Repeat each entry exactly.

_Dataset excerpts_:
┌──

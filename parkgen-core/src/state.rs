use crate::builder::TileBuilder;
use crate::config::{Config, Requirements};
use crate::layout::{Layout, Network};
use crate::marker::{BeginSource, Marker};
use crate::rewrite::RewriteState;

/// Everything the growth rules read and write.
///
/// The state owns its layout; drivers reuse one state across evaluations by
/// clearing the layout's tiles and calling [`GrowthState::reset`].
#[derive(Debug)]
pub struct GrowthState {
    pub layout: Layout,
    pub requirements: Requirements,
    pub builder: TileBuilder,
    pub markers: Vec<Marker>,
}

impl GrowthState {
    pub fn new(layout: Layout, cfg: &Config) -> Self {
        Self {
            layout,
            requirements: cfg.requirements,
            builder: TileBuilder::from_config(cfg),
            markers: Vec::new(),
        }
    }

    /// Drops pending markers and seeds one `Begin` per growth source of
    /// `network`: every entrance for driveways, every driveway chain root
    /// for bikeways.
    pub fn reset(&mut self, network: Network) {
        self.markers.clear();
        let sources: Vec<BeginSource> = match network {
            Network::Driveway => (0..self.layout.entrances().len())
                .map(BeginSource::Entrance)
                .collect(),
            Network::Bikeway => self
                .layout
                .tiles()
                .filter(|(_, t)| t.network == Network::Driveway && t.previous.is_none())
                .map(|(id, _)| BeginSource::Tile(id))
                .collect(),
        };
        log::debug!("reset {network:?}: {} begin markers", sources.len());
        self.markers
            .extend(sources.into_iter().map(|source| Marker::Begin { source }));
    }

    pub fn capacity(&self, network: Network) -> u32 {
        match network {
            Network::Driveway => self.requirements.max_car_spaces,
            Network::Bikeway => self.requirements.max_bicycle_spaces,
        }
    }

    pub fn at_capacity(&self, network: Network) -> bool {
        self.layout.space_count(network) >= self.capacity(network)
    }

    pub fn max_length(&self, network: Network) -> Option<f32> {
        match network {
            Network::Driveway => self.requirements.max_driveway_length,
            Network::Bikeway => self.requirements.max_bikeway_length,
        }
    }

    pub fn layout(&self) -> &Layout {
        &self.layout
    }

    pub fn into_layout(self) -> Layout {
        self.layout
    }
}

impl RewriteState for GrowthState {
    type Marker = Marker;

    fn markers(&self) -> &[Marker] {
        &self.markers
    }

    fn markers_mut(&mut self) -> &mut Vec<Marker> {
        &mut self.markers
    }
}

└──

_Task solution_:
filename parkgen-core/src/state.rs
use crate::builder::TileBuilder;
use crate::config::{Config, Requirements};
use crate::layout::{Layout, Network};
use crate::marker::{BeginSource, Marker};
use crate::rewrite::RewriteState;

/// Everything the growth rules read and write.
///
/// The state owns its layout; drivers reuse one state across evaluations by
/// clearing the layout's tiles and calling [`GrowthState::reset`].
#[derive(Debug)]
pub struct GrowthState {
    pub layout: Layout,
    pub requirements: Requirements,
    pub builder: TileBuilder,
    pub markers: Vec<Marker>,
}

impl GrowthState {
    pub fn new(layout: Layout, cfg: &Config) -> Self {
        Self {
            layout,
            requirements: cfg.requirements,
            builder: TileBuilder::from_config(cfg),
            markers: Vec::new(),
        }
    }

    /// Drops pending markers and seeds one `Begin` per growth source of
    /// `network`: every entrance for driveways, every driveway chain root
    /// for bikeways.
    pub fn reset(&mut self, network: Network) {
        self.markers.clear();
        let sources: Vec<BeginSource> = match network {
            Network::Driveway => (0..self.layout.entrances().len())
                .map(BeginSource::Entrance)
                .collect(),
            Network::Bikeway => self
                .layout
                .tiles()
                .filter(|(_, t)| t.network == Network::Driveway && t.previous.is_none())
                .map(|(id, _)| BeginSource::Tile(id))
                .collect(),
        };
        log::debug!("reset {network:?}: {} begin markers", sources.len());
        self.markers
            .extend(sources.into_iter().map(|source| Marker::Begin { source }));
    }

    pub fn capacity(&self, network: Network) -> u32 {
        match network {
            Network::Driveway => self.requirements.max_car_spaces,
            Network::Bikeway => self.requirements.max_bicycle_spaces,
        }
    }

    pub fn at_capacity(&self, network: Network) -> bool {
        self.layout.space_count(network) >= self.capacity(network)
    }

    pub fn max_length(&self, network: Network) -> Option<f32> {
        match network {
            Network::Driveway => self.requirements.max_driveway_length,
            Network::Bikeway => self.requirements.max_bikeway_length,
        }
    }

    pub fn layout(&self) -> &Layout {
        &self.layout
    }

    pub fn into_layout(self) -> Layout {
        self.layout
    }
}

impl RewriteState for GrowthState {
    type Marker = Marker;

    fn markers(&self) -> &[Marker] {
        &self.markers
    }

    fn markers_mut(&mut self) -> &mut Vec<Marker> {
        &mut self.markers
    }
}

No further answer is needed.